Clinicians initially noted features commonly seen in trichotillomania, a condition linked to anxiety and stress where individuals repeatedly pull out their own hair. Examination of the eyebrows showed uneven hair length and broken hairs, while the scalp remained unaffected. There were no signs of physical illness, scarring, or broader mental health problems, and the child was functioning well at school and at home.

Further assessment revealed a powerful cultural context. The child had grown up observing Jain monks who practise a ritual involving deliberate hair plucking as part of religious devotion. Over time, she began copying this behaviour, gradually adopting eyebrow pulling without distress or awareness of harm. The habit eventually became frequent enough to cause visible hair loss.

Researchers describe this presentation as culturally influenced trichotillomania, sometimes referred to as trichotillosis. While trichotillomania is classified as a body focused repetitive behaviour related to obsessive compulsive disorders, this case shows how cultural learning can shape how such behaviours emerge and are expressed in children.

Importantly, the child did not display anxiety, depression, or other psychiatric symptoms that often accompany hair pulling disorders. This suggests that the behaviour was learned through observation and imitation rather than driven by emotional distress. In this context, hair pulling became normalised within the child’s understanding of discipline, endurance, and religious meaning.

The findings underline the complexity of diagnosing hair loss in young people. Eyebrow loss caused by repeated pulling can closely resemble conditions such as alopecia areata, which has very different causes and treatments. Without careful attention to behavioural patterns and family history, misdiagnosis is possible.

Clinicians involved in the case emphasised the value of culturally sensitive care. Treatment focused on gentle counselling and habit reversal techniques rather than medication or psychiatric intervention.

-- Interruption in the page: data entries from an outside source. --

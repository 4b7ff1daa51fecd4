// Interactive chat session
//
// Connects to the relay under one address, wires an endpoint to a TCP
// connector, then reads slash commands from stdin while endpoint events
// are printed as they arrive.

use crate::config::Config;
use crate::ledger::LedgerAnchor;
use anyhow::{Context, Result};
use colored::*;
use parley_core::{
    Endpoint, EndpointEvent, EndpointHandle, Message, RelayLink, SessionState, TcpConnector, Via,
};
use std::sync::Arc;
use tokio::io::AsyncBufReadExt;
use tokio::sync::mpsc;

/// One line of user input
#[derive(Debug, Clone, PartialEq, Eq)]
pub enum ChatCommand {
    Connect(String),
    Send { peer: String, content: String },
    Close(String),
    Contact(String),
    Sessions,
    Help,
    Quit,
}

/// Parse a line of input. `Ok(None)` for a blank line, `Err` carries a
/// usage hint.
pub fn parse_command(line: &str) -> Result<Option<ChatCommand>, String> {
    let line = line.trim();
    if line.is_empty() {
        return Ok(None);
    }

    let mut parts = line.splitn(3, ' ');
    let verb = parts.next().unwrap_or_default();
    let arg = parts.next().map(str::trim).filter(|s| !s.is_empty());
    let rest = parts.next().map(str::trim).filter(|s| !s.is_empty());

    let command = match (verb, arg, rest) {
        ("/connect", Some(peer), None) => ChatCommand::Connect(peer.to_string()),
        ("/connect", _, _) => return Err("Usage: /connect <address>".to_string()),
        ("/send", Some(peer), Some(content)) => ChatCommand::Send {
            peer: peer.to_string(),
            content: content.to_string(),
        },
        ("/send", _, _) => return Err("Usage: /send <address> <message>".to_string()),
        ("/close", Some(peer), None) => ChatCommand::Close(peer.to_string()),
        ("/close", _, _) => return Err("Usage: /close <address>".to_string()),
        ("/contact", Some(peer), None) => ChatCommand::Contact(peer.to_string()),
        ("/contact", _, _) => return Err("Usage: /contact <address>".to_string()),
        ("/sessions", None, None) => ChatCommand::Sessions,
        ("/help", _, _) => ChatCommand::Help,
        ("/quit" | "/exit", _, _) => ChatCommand::Quit,
        _ => return Err("Unknown command, try /help".to_string()),
    };

    Ok(Some(command))
}

fn prompt() {
    print!("> ");
    let _ = std::io::Write::flush(&mut std::io::stdout());
}

fn timestamp(millis: u64) -> String {
    use chrono::{DateTime, Local, Utc};

    let dt = DateTime::from_timestamp_millis(millis as i64).unwrap_or_else(Utc::now);
    let local: DateTime<Local> = dt.into();
    local.format("%H:%M:%S").to_string()
}

fn print_help() {
    println!("{}", "Commands:".bold());
    println!("  {} <address>            ", "/connect".bright_green());
    println!("  {} <address> <message>     ", "/send".bright_green());
    println!("  {} <address>              ", "/close".bright_green());
    println!("  {} <address>            ", "/contact".bright_green());
    println!("  {}                     ", "/sessions".bright_green());
    println!("  {}                         ", "/quit".bright_green());
}

fn via_tag(via: Via) -> ColoredString {
    match via {
        Via::Direct => "direct".green(),
        Via::Relay => "relay".yellow(),
    }
}

fn print_message(arrow: ColoredString, peer: &str, message: &Message, via: Via) {
    println!(
        "\n{} {} [{} {}] {}",
        arrow,
        peer.bright_cyan(),
        timestamp(message.timestamp).dimmed(),
        via_tag(via),
        message.content
    );
    println!("   {}", format!("hash {}", message.hash).dimmed());
}

fn print_event(event: &EndpointEvent) {
    match event {
        EndpointEvent::Registered { address } => {
            println!("\n{} Registered as {}", "✓".green(), address.bright_cyan());
        }
        EndpointEvent::RelayError { message } => {
            println!("\n{} Relay: {}", "✗".red(), message);
        }
        EndpointEvent::ContactRequest { from } => {
            let from = from.as_deref().unwrap_or("(unregistered)");
            println!("\n{} Contact request from {}", "✉".bright_yellow(), from.bright_cyan());
        }
        EndpointEvent::SessionChanged { peer, state } => {
            let state = match state {
                SessionState::Connected => state.to_string().green(),
                SessionState::Closed => state.to_string().red(),
                _ => state.to_string().yellow(),
            };
            println!("\n{} {} is {}", "•".bright_blue(), peer.bright_cyan(), state);
        }
        EndpointEvent::MessageSent { message, via } => {
            print_message("→".bright_green(), &message.to, message, *via);
        }
        EndpointEvent::MessageReceived { message, via } => {
            print_message("←".bright_blue(), &message.from, message, *via);
        }
        EndpointEvent::MessageFailed { peer, reason } => {
            println!("\n{} Message from {} dropped: {}", "✗".red(), peer.bright_cyan(), reason);
        }
        EndpointEvent::CommandFailed { peer, reason } => {
            println!("\n{} {}: {}", "✗".red(), peer.bright_cyan(), reason);
        }
    }
    prompt();
}

/// Returns false once the session should end
async fn dispatch(handle: &EndpointHandle, command: ChatCommand) -> bool {
    match command {
        ChatCommand::Connect(peer) => {
            // Failures surface as CommandFailed events.
            let _ = handle.connect(&peer).await;
        }
        ChatCommand::Send { peer, content } => {
            let _ = handle.send(&peer, &content).await;
        }
        ChatCommand::Close(peer) => match handle.close(&peer).await {
            Ok(true) => println!("{} Closed session with {}", "✓".green(), peer.bright_cyan()),
            Ok(false) => println!("{} No session with {}", "•".dimmed(), peer),
            Err(e) => println!("{} {}", "✗".red(), e),
        },
        ChatCommand::Contact(peer) => match handle.contact_request(&peer).await {
            Ok(()) => println!("{} Contact request sent to {}", "✓".green(), peer.bright_cyan()),
            Err(e) => println!("{} {}", "✗".red(), e),
        },
        ChatCommand::Sessions => match handle.sessions().await {
            Ok(sessions) if sessions.is_empty() => println!("{}", "No sessions.".dimmed()),
            Ok(sessions) => {
                for s in sessions {
                    println!("  • {:<16} {:<10} {}", s.peer.bright_cyan(), s.role, s.state);
                }
            }
            Err(e) => println!("{} {}", "✗".red(), e),
        },
        ChatCommand::Help => print_help(),
        ChatCommand::Quit => return false,
    }
    true
}

pub async fn run(config: &Config, address: String, relay_url: Option<String>) -> Result<()> {
    let ledger_path = config.ledger_file()?;
    let anchor = Arc::new(
        LedgerAnchor::open(&ledger_path)
            .with_context(|| format!("Failed to open ledger {}", ledger_path.display()))?,
    );

    let link_config = config.relay_link(relay_url);
    println!("{}", "Parley — Starting...".bold());
    println!("  Address: {}", address.bright_cyan());
    println!("  Relay:   {}", link_config.url);
    println!("  Ledger:  {} ({} commitments)", ledger_path.display(), anchor.len());
    println!();

    let (relay, relay_events) = RelayLink::spawn(link_config, address.clone());
    let (link_tx, link_rx) = mpsc::unbounded_channel();
    let connector = Arc::new(TcpConnector::new(config.tcp_connector(), link_tx));

    let (endpoint, mut events) = Endpoint::new(&address, connector, relay.requests(), anchor);
    let (handle, endpoint_task) = endpoint.spawn(relay_events, link_rx);

    print_help();
    println!();

    let event_task = tokio::spawn(async move {
        while let Some(event) = events.recv().await {
            print_event(&event);
        }
    });

    let stdin_handle = handle.clone();
    let stdin_task = tokio::spawn(async move {
        let stdin = tokio::io::BufReader::new(tokio::io::stdin());
        let mut lines = stdin.lines();

        prompt();
        while let Ok(Some(line)) = lines.next_line().await {
            match parse_command(&line) {
                Ok(Some(command)) => {
                    if !dispatch(&stdin_handle, command).await {
                        println!("Shutting down...");
                        break;
                    }
                }
                Ok(None) => {}
                Err(usage) => println!("{}", usage),
            }
            prompt();
        }
        stdin_handle.shutdown().await;
    });

    tokio::select! {
        _ = endpoint_task => {}
        _ = stdin_task => {}
    }
    event_task.abort();
    drop(handle);

    relay.join().await.context("Relay link failed")?;
    Ok(())
}

#[cfg(test)]
mod tests {
    use super::*;

    #[test]
    fn test_parse_send_keeps_spaces_in_content() {
        assert_eq!(
            parse_command("/send BOB hello there  friend").unwrap(),
            Some(ChatCommand::Send {
                peer: "BOB".to_string(),
                content: "hello there  friend".to_string(),
            })
        );
    }

    #[test]
    fn test_parse_simple_commands() {
        assert_eq!(
            parse_command("/connect BOB").unwrap(),
            Some(ChatCommand::Connect("BOB".to_string()))
        );
        assert_eq!(
            parse_command("  /close BOB ").unwrap(),
            Some(ChatCommand::Close("BOB".to_string()))
        );
        assert_eq!(
            parse_command("/contact BOB").unwrap(),
            Some(ChatCommand::Contact("BOB".to_string()))
        );
        assert_eq!(parse_command("/sessions").unwrap(), Some(ChatCommand::Sessions));
        assert_eq!(parse_command("/quit").unwrap(), Some(ChatCommand::Quit));
        assert_eq!(parse_command("/exit").unwrap(), Some(ChatCommand::Quit));
    }

    #[test]
    fn test_parse_blank_line() {
        assert_eq!(parse_command("   ").unwrap(), None);
    }

    #[test]
    fn test_parse_usage_errors() {
        assert!(parse_command("/send BOB").is_err());
        assert!(parse_command("/connect").is_err());
        assert!(parse_command("/connect BOB extra").is_err());
        assert!(parse_command("hello").is_err());
    }

    #[test]
    fn test_timestamp_format() {
        let formatted = timestamp(0);
        assert_eq!(formatted.len(), 8);
        assert_eq!(formatted.matches(':').count(), 2);
    }
}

Discussions with the child respected her beliefs while helping her understand the physical consequences of the behaviour and encouraging alternative coping strategies.

Experts say this case highlights a broader issue in child mental health and dermatology. Cultural practices and family modelling can strongly influence behaviour, especially in younger children. When such behaviours overlap with recognised mental health disorders, assessment must go beyond symptoms alone.

The researchers argue that greater awareness of culturally bound behaviours is essential for accurate diagnosis and effective care. By considering cultural background alongside psychological and medical factors, professionals can avoid unnecessary stigma and provide support that is both respectful and effective.